Stored items:
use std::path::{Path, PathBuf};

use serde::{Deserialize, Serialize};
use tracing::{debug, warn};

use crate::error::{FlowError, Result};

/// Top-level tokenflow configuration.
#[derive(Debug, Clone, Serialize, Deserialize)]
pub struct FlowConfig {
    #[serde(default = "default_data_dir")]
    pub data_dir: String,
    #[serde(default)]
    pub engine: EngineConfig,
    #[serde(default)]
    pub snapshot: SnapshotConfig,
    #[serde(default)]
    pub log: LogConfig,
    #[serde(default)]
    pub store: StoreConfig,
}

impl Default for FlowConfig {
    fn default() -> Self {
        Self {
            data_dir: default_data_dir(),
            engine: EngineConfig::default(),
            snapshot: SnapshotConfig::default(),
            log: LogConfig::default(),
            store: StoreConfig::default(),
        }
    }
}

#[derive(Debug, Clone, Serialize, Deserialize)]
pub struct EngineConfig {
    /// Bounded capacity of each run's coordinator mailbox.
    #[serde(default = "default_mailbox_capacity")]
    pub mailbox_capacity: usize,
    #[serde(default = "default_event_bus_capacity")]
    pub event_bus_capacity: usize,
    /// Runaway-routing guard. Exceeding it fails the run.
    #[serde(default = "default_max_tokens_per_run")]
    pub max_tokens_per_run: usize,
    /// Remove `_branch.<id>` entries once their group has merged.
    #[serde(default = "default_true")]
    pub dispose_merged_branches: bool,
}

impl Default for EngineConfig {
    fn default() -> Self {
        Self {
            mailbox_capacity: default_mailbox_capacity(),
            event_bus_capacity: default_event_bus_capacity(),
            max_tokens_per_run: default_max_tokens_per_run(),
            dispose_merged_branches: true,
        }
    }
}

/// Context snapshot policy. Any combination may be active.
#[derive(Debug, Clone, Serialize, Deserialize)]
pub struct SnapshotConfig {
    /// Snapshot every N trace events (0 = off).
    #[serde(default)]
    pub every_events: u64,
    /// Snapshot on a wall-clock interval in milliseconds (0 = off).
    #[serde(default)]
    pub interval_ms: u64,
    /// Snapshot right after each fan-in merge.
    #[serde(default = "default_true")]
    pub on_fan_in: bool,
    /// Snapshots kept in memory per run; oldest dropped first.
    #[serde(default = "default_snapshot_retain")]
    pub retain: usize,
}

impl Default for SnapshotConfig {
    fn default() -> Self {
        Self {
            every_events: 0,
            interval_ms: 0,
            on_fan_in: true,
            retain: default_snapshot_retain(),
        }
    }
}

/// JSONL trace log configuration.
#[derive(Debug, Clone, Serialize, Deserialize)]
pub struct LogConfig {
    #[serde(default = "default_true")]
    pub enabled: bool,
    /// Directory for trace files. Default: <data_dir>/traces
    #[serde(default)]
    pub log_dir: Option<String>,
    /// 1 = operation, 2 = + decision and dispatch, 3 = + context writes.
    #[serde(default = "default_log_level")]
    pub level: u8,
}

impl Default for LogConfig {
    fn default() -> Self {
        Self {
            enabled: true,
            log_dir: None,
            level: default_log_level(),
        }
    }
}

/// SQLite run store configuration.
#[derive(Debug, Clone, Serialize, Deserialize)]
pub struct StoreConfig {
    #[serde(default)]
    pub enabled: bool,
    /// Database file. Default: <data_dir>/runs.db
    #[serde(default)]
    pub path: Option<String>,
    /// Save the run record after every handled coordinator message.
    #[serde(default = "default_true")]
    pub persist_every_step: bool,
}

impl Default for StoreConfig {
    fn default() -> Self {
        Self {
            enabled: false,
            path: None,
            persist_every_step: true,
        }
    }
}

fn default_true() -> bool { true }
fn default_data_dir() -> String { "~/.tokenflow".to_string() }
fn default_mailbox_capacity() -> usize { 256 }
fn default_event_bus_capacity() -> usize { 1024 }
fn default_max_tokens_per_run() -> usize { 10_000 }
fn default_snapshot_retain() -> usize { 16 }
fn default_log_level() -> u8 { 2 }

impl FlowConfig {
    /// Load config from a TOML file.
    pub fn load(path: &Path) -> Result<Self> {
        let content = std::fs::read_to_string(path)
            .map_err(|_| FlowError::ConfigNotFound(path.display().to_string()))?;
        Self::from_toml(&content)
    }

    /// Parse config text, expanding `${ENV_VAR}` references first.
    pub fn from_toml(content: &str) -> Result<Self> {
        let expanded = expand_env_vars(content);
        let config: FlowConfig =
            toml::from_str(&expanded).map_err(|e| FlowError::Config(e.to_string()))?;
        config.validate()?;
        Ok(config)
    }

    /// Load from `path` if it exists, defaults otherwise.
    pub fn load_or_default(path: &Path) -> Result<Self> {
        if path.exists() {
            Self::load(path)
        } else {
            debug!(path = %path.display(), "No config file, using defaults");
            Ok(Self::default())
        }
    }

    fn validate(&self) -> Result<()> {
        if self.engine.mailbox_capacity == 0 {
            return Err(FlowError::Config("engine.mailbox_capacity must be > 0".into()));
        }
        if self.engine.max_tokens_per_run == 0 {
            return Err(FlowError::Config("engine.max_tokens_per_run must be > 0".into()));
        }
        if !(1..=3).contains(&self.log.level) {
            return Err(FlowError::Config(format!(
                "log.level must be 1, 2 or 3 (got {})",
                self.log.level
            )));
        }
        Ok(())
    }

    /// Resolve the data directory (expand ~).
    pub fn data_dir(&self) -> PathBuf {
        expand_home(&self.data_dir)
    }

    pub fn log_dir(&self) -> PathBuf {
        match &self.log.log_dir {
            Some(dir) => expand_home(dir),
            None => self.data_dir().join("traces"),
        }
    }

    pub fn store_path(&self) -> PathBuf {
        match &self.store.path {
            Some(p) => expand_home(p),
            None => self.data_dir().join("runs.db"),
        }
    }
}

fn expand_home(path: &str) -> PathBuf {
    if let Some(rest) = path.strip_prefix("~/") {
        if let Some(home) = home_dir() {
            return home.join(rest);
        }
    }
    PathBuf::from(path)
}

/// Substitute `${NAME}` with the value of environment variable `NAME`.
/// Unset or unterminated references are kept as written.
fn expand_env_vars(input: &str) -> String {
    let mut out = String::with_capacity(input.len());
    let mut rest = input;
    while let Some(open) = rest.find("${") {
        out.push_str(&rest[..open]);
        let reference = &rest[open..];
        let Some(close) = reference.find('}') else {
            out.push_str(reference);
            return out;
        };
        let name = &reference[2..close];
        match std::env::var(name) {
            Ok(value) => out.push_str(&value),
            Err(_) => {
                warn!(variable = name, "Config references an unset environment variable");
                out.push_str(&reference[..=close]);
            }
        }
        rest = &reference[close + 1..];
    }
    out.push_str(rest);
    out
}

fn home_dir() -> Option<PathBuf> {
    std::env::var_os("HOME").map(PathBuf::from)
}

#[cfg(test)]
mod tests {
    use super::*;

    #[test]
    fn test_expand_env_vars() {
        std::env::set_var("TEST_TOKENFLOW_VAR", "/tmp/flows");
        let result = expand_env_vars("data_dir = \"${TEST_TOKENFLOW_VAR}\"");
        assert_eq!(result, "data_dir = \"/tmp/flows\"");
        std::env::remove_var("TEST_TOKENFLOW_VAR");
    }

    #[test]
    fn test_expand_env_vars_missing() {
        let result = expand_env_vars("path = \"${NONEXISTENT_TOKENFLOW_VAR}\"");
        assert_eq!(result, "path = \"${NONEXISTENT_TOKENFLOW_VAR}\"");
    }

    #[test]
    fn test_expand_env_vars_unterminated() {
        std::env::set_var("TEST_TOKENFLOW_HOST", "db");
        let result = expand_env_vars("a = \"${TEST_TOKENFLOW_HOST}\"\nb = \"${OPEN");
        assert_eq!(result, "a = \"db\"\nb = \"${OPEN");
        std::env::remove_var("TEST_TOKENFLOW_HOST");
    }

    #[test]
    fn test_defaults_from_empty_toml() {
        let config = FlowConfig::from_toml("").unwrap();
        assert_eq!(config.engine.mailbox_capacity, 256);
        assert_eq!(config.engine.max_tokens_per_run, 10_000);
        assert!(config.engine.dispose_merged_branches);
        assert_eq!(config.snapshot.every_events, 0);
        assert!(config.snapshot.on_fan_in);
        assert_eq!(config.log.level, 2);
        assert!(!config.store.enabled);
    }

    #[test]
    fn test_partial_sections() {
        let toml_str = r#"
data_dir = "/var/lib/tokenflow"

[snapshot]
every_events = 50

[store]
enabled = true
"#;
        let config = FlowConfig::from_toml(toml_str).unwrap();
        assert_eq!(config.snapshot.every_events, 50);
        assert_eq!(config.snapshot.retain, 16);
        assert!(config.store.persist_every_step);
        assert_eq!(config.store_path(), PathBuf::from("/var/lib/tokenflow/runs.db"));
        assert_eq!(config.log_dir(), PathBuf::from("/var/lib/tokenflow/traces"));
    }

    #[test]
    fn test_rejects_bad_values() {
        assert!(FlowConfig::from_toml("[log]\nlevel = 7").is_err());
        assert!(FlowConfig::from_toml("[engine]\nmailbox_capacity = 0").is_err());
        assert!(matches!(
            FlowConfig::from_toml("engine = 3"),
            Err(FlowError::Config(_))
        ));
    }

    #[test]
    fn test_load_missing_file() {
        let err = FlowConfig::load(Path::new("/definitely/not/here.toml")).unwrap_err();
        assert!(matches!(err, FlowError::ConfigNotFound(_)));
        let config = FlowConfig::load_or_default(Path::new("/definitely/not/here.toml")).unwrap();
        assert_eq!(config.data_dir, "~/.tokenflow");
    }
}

- _WHAT YOU HAVE TO DO_
The answer must consist of every line from the data that contains the word "Option".

- _TASK RESPONSE_
    pub log_dir: Option<String>,
    pub path: Option<String>,
fn home_dir() -> Option<PathBuf> {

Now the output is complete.